Every entry in the listing is to be reproduced exactly.
● ● ● ● ● ● ●
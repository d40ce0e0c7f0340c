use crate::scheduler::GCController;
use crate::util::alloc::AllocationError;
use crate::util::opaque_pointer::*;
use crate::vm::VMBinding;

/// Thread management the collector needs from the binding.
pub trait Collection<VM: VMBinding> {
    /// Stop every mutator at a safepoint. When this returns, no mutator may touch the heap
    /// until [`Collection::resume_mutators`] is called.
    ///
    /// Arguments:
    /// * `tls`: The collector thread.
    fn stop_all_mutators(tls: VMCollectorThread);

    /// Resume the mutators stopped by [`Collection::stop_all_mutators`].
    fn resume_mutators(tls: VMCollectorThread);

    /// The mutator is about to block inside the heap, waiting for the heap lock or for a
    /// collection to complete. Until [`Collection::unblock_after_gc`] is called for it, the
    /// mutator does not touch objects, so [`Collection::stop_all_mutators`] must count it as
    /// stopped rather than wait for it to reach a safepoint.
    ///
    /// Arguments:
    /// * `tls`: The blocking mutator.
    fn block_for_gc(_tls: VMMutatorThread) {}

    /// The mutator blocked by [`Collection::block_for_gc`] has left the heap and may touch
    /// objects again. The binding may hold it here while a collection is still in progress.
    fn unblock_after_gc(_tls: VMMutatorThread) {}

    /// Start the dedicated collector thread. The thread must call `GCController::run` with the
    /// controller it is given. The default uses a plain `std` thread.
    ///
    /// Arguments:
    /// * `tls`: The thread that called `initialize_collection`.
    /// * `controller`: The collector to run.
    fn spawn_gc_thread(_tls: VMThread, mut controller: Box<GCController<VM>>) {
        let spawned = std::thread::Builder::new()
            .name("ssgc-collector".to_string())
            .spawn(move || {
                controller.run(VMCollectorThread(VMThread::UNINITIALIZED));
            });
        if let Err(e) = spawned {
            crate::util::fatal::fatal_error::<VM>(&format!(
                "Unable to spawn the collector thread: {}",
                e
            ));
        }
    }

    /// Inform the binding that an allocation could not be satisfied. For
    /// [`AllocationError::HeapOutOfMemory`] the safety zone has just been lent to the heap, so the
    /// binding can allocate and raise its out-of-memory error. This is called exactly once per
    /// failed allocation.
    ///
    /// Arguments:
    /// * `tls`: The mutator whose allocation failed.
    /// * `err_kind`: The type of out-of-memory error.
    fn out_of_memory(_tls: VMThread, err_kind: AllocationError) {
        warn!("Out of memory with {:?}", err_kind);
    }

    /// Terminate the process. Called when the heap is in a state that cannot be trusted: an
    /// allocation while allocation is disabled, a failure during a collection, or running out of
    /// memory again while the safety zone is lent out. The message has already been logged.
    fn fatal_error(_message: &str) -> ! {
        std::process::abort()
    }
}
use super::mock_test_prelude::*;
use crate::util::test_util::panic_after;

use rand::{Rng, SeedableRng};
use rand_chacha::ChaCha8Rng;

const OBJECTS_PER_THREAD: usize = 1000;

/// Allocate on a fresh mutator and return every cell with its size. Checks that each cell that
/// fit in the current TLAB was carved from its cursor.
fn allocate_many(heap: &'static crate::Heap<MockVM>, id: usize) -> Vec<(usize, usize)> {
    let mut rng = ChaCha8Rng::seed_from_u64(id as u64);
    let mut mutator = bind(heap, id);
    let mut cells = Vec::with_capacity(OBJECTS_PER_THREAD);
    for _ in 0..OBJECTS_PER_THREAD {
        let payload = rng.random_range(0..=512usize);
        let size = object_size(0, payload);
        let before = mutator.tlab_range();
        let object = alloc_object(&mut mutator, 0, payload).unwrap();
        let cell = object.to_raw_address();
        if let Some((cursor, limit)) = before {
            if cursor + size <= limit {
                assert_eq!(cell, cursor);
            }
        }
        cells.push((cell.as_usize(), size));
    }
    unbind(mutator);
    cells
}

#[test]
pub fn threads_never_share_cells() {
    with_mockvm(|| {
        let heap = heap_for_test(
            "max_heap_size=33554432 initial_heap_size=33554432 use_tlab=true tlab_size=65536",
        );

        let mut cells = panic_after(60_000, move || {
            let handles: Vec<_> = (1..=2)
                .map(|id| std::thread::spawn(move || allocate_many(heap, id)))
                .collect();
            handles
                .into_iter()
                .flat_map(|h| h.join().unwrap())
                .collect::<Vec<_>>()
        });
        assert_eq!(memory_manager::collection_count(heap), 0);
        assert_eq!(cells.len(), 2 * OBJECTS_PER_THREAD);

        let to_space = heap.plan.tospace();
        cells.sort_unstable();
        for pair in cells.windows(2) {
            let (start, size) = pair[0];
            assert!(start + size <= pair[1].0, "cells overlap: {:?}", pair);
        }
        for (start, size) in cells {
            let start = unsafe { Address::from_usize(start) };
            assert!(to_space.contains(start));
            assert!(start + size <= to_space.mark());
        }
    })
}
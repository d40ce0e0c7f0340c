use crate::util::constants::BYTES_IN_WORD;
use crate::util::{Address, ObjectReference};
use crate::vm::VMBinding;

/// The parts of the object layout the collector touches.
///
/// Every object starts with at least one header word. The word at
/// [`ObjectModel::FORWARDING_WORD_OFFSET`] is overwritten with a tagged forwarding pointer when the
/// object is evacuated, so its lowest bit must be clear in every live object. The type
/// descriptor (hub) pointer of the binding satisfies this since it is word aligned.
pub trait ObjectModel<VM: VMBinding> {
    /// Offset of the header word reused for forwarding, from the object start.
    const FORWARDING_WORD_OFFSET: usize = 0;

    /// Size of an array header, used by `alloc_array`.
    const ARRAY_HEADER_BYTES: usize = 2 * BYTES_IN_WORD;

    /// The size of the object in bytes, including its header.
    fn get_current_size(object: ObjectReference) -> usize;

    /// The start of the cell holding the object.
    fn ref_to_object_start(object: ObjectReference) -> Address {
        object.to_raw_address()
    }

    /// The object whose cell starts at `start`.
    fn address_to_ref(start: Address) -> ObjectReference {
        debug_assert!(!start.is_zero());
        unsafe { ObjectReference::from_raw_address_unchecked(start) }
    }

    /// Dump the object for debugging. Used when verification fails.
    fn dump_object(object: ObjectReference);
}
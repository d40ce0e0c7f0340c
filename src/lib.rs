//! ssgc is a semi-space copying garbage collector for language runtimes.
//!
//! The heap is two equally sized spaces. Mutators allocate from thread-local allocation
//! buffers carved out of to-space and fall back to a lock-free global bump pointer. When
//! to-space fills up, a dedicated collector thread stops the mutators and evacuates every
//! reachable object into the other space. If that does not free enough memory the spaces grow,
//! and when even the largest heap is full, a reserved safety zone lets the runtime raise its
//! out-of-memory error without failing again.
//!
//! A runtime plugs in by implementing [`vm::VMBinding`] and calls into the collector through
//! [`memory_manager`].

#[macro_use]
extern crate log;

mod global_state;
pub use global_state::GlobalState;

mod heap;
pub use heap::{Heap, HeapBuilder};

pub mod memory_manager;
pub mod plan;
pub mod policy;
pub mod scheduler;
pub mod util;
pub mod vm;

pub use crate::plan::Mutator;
● ● ● ● ● ● ●
→ **ANSWER BOX**:
repository d40ce0e0c7f0340c
use crate::scheduler::GCController;
use crate::util::alloc::AllocationError;
use crate::util::opaque_pointer::*;
use crate::vm::VMBinding;

/// Thread management the collector needs from the binding.
pub trait Collection<VM: VMBinding> {
    /// Stop every mutator at a safepoint. When this returns, no mutator may touch the heap
    /// until [`Collection::resume_mutators`] is called.
    ///
    /// Arguments:
    /// * `tls`: The collector thread.
    fn stop_all_mutators(tls: VMCollectorThread);

    /// Resume the mutators stopped by [`Collection::stop_all_mutators`].
    fn resume_mutators(tls: VMCollectorThread);

    /// The mutator is about to block inside the heap, waiting for the heap lock or for a
    /// collection to complete. Until [`Collection::unblock_after_gc`] is called for it, the
    /// mutator does not touch objects, so [`Collection::stop_all_mutators`] must count it as
    /// stopped rather than wait for it to reach a safepoint.
    ///
    /// Arguments:
    /// * `tls`: The blocking mutator.
    fn block_for_gc(_tls: VMMutatorThread) {}

    /// The mutator blocked by [`Collection::block_for_gc`] has left the heap and may touch
    /// objects again. The binding may hold it here while a collection is still in progress.
    fn unblock_after_gc(_tls: VMMutatorThread) {}

    /// Start the dedicated collector thread. The thread must call `GCController::run` with the
    /// controller it is given. The default uses a plain `std` thread.
    ///
    /// Arguments:
    /// * `tls`: The thread that called `initialize_collection`.
    /// * `controller`: The collector to run.
    fn spawn_gc_thread(_tls: VMThread, mut controller: Box<GCController<VM>>) {
        let spawned = std::thread::Builder::new()
            .name("ssgc-collector".to_string())
            .spawn(move || {
                controller.run(VMCollectorThread(VMThread::UNINITIALIZED));
            });
        if let Err(e) = spawned {
            crate::util::fatal::fatal_error::<VM>(&format!(
                "Unable to spawn the collector thread: {}",
                e
            ));
        }
    }

    /// Inform the binding that an allocation could not be satisfied. For
    /// [`AllocationError::HeapOutOfMemory`] the safety zone has just been lent to the heap, so the
    /// binding can allocate and raise its out-of-memory error. This is called exactly once per
    /// failed allocation.
    ///
    /// Arguments:
    /// * `tls`: The mutator whose allocation failed.
    /// * `err_kind`: The type of out-of-memory error.
    fn out_of_memory(_tls: VMThread, err_kind: AllocationError) {
        warn!("Out of memory with {:?}", err_kind);
    }

    /// Terminate the process. Called when the heap is in a state that cannot be trusted: an
    /// allocation while allocation is disabled, a failure during a collection, or running out of
    /// memory again while the safety zone is lent out. The message has already been logged.
    fn fatal_error(_message: &str) -> ! {
        std::process::abort()
    }
}
use super::mock_test_prelude::*;
use crate::util::test_util::panic_after;

use rand::{Rng, SeedableRng};
use rand_chacha::ChaCha8Rng;

const OBJECTS_PER_THREAD: usize = 1000;

/// Allocate on a fresh mutator and return every cell with its size. Checks that each cell that
/// fit in the current TLAB was carved from its cursor.
fn allocate_many(heap: &'static crate::Heap<MockVM>, id: usize) -> Vec<(usize, usize)> {
    let mut rng = ChaCha8Rng::seed_from_u64(id as u64);
    let mut mutator = bind(heap, id);
    let mut cells = Vec::with_capacity(OBJECTS_PER_THREAD);
    for _ in 0..OBJECTS_PER_THREAD {
        let payload = rng.random_range(0..=512usize);
        let size = object_size(0, payload);
        let before = mutator.tlab_range();
        let object = alloc_object(&mut mutator, 0, payload).unwrap();
        let cell = object.to_raw_address();
        if let Some((cursor, limit)) = before {
            if cursor + size <= limit {
                assert_eq!(cell, cursor);
            }
        }
        cells.push((cell.as_usize(), size));
    }
    unbind(mutator);
    cells
}

#[test]
pub fn threads_never_share_cells() {
    with_mockvm(|| {
        let heap = heap_for_test(
            "max_heap_size=33554432 initial_heap_size=33554432 use_tlab=true tlab_size=65536",
        );

        let mut cells = panic_after(60_000, move || {
            let handles: Vec<_> = (1..=2)
                .map(|id| std::thread::spawn(move || allocate_many(heap, id)))
                .collect();
            handles
                .into_iter()
                .flat_map(|h| h.join().unwrap())
                .collect::<Vec<_>>()
        });
        assert_eq!(memory_manager::collection_count(heap), 0);
        assert_eq!(cells.len(), 2 * OBJECTS_PER_THREAD);

        let to_space = heap.plan.tospace();
        cells.sort_unstable();
        for pair in cells.windows(2) {
            let (start, size) = pair[0];
            assert!(start + size <= pair[1].0, "cells overlap: {:?}", pair);
        }
        for (start, size) in cells {
            let start = unsafe { Address::from_usize(start) };
            assert!(to_space.contains(start));
            assert!(start + size <= to_space.mark());
        }
    })
}
repository d40ce0e0c7f0340c
use crate::util::constants::BYTES_IN_WORD;
use crate::util::{Address, ObjectReference};
use crate::vm::VMBinding;

/// The parts of the object layout the collector touches.
///
/// Every object starts with at least one header word. The word at
/// [`ObjectModel::FORWARDING_WORD_OFFSET`] is overwritten with a tagged forwarding pointer when the
/// object is evacuated, so its lowest bit must be clear in every live object. The type
/// descriptor (hub) pointer of the binding satisfies this since it is word aligned.
pub trait ObjectModel<VM: VMBinding> {
    /// Offset of the header word reused for forwarding, from the object start.
    const FORWARDING_WORD_OFFSET: usize = 0;

    /// Size of an array header, used by `alloc_array`.
    const ARRAY_HEADER_BYTES: usize = 2 * BYTES_IN_WORD;

    /// The size of the object in bytes, including its header.
    fn get_current_size(object: ObjectReference) -> usize;

    /// The start of the cell holding the object.
    fn ref_to_object_start(object: ObjectReference) -> Address {
        object.to_raw_address()
    }

    /// The object whose cell starts at `start`.
    fn address_to_ref(start: Address) -> ObjectReference {
        debug_assert!(!start.is_zero());
        unsafe { ObjectReference::from_raw_address_unchecked(start) }
    }

    /// Dump the object for debugging. Used when verification fails.
    fn dump_object(object: ObjectReference);
}
repository d40ce0e0c7f0340c
filename src/lib.rs
//! ssgc is a semi-space copying garbage collector for language runtimes.
//!
//! The heap is two equally sized spaces. Mutators allocate from thread-local allocation
//! buffers carved out of to-space and fall back to a lock-free global bump pointer. When
//! to-space fills up, a dedicated collector thread stops the mutators and evacuates every
//! reachable object into the other space. If that does not free enough memory the spaces grow,
//! and when even the largest heap is full, a reserved safety zone lets the runtime raise its
//! out-of-memory error without failing again.
//!
//! A runtime plugs in by implementing [`vm::VMBinding`] and calls into the collector through
//! [`memory_manager`].

#[macro_use]
extern crate log;

mod global_state;
pub use global_state::GlobalState;

mod heap;
pub use heap::{Heap, HeapBuilder};

pub mod memory_manager;
pub mod plan;
pub mod policy;
pub mod scheduler;
pub mod util;
pub mod vm;

pub use crate::plan::Mutator;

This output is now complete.